(Dataset items)
↓

//! Convenience methods backed by the bundled time zone database.
//!
//! Each method here forwards to its `_with_provider` counterpart with
//! [`TZ_PROVIDER`].

mod datetime;
mod timezone;

use std::sync::LazyLock;

use crate::provider::TzifProvider;

/// The time zone provider used by the `compiled_data` methods.
pub static TZ_PROVIDER: LazyLock<TzifProvider> = LazyLock::new(TzifProvider::default);
use crate::builtins::Now;
use crate::host::{HostClock, HostHooks, HostTimeZone};
use crate::provider::TimeZoneProvider;
use crate::{TemporalError, TemporalResult, TimeZone};

use alloc::string::String;
use web_time::{SystemTime, UNIX_EPOCH};

/// Accessors for the host system.
pub struct Calendrical;

impl Calendrical {
    /// Get a `Now` object backed by the system clock and time zone.
    pub fn now() -> Now<SystemHost> {
        Now::new(SystemHost)
    }
}

/// A host backed by [`web_time::SystemTime`] and [`iana_time_zone`].
///
/// When the system time zone cannot be determined or is unknown to the
/// provider, UTC is used instead.
#[derive(Debug, Default, Clone, Copy, PartialEq, Eq)]
pub struct SystemHost;

impl HostHooks for SystemHost {}

impl HostClock for SystemHost {
    fn get_host_epoch_milliseconds(&self) -> TemporalResult<i64> {
        get_system_milliseconds()
    }
}

impl HostTimeZone for SystemHost {
    fn get_host_time_zone(&self, provider: &impl TimeZoneProvider) -> TemporalResult<TimeZone> {
        match get_system_time_zone(provider) {
            Ok(name) => Ok(TimeZone::System(name)),
            Err(_err) => {
                #[cfg(feature = "log")]
                log::warn!("falling back to UTC, system time zone is unavailable: {_err}");
                Ok(TimeZone::utc())
            }
        }
    }
}

/// Returns the canonical name of the system time zone.
#[inline]
pub(crate) fn get_system_time_zone(provider: &impl TimeZoneProvider) -> TemporalResult<String> {
    let name = iana_time_zone::get_timezone()
        .map_err(|_| TemporalError::general("Error fetching system time zone"))?;
    let normalized = provider
        .normalize_identifier(name.as_bytes())
        .map_err(|_| TemporalError::time_zone().with_message("Unknown system time zone."))?;
    Ok(normalized.into_owned())
}

/// Returns the system time in milliseconds.
pub(crate) fn get_system_milliseconds() -> TemporalResult<i64> {
    SystemTime::now()
        .duration_since(UNIX_EPOCH)
        .map_err(|_| TemporalError::general("Error fetching system time"))
        .and_then(|d| {
            i64::try_from(d.as_millis())
                .map_err(|_| TemporalError::general("System time is out of range"))
        })
}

↑

An exact restatement of the data above is required.

→ **Output of the task**:
//! Convenience methods backed by the bundled time zone database.
//!
//! Each method here forwards to its `_with_provider` counterpart with
//! [`TZ_PROVIDER`].

mod datetime;
mod timezone;

use std::sync::LazyLock;

use crate::provider::TzifProvider;

/// The time zone provider used by the `compiled_data` methods.
pub static TZ_PROVIDER: LazyLock<TzifProvider> = LazyLock::new(TzifProvider::default);
use crate::builtins::Now;
use crate::host::{HostClock, HostHooks, HostTimeZone};
use crate::provider::TimeZoneProvider;
use crate::{TemporalError, TemporalResult, TimeZone};

use alloc::string::String;
use web_time::{SystemTime, UNIX_EPOCH};

/// Accessors for the host system.
pub struct Calendrical;

impl Calendrical {
    /// Get a `Now` object backed by the system clock and time zone.
    pub fn now() -> Now<SystemHost> {
        Now::new(SystemHost)
    }
}

/// A host backed by [`web_time::SystemTime`] and [`iana_time_zone`].
///
/// When the system time zone cannot be determined or is unknown to the
/// provider, UTC is used instead.
#[derive(Debug, Default, Clone, Copy, PartialEq, Eq)]
pub struct SystemHost;

impl HostHooks for SystemHost {}

impl HostClock for SystemHost {
    fn get_host_epoch_milliseconds(&self) -> TemporalResult<i64> {
        get_system_milliseconds()
    }
}

impl HostTimeZone for SystemHost {
    fn get_host_time_zone(&self, provider: &impl TimeZoneProvider) -> TemporalResult<TimeZone> {
        match get_system_time_zone(provider) {
            Ok(name) => Ok(TimeZone::System(name)),
            Err(_err) => {
                #[cfg(feature = "log")]
                log::warn!("falling back to UTC, system time zone is unavailable: {_err}");
                Ok(TimeZone::utc())
            }
        }
    }
}

/// Returns the canonical name of the system time zone.
#[inline]
pub(crate) fn get_system_time_zone(provider: &impl TimeZoneProvider) -> TemporalResult<String> {
    let name = iana_time_zone::get_timezone()
        .map_err(|_| TemporalError::general("Error fetching system time zone"))?;
    let normalized = provider
        .normalize_identifier(name.as_bytes())
        .map_err(|_| TemporalError::time_zone().with_message("Unknown system time zone."))?;
    Ok(normalized.into_owned())
}

/// Returns the system time in milliseconds.
pub(crate) fn get_system_milliseconds() -> TemporalResult<i64> {
    SystemTime::now()
        .duration_since(UNIX_EPOCH)
        .map_err(|_| TemporalError::general("Error fetching system time"))
        .and_then(|d| {
            i64::try_from(d.as_millis())
                .map_err(|_| TemporalError::general("System time is out of range"))
        })
}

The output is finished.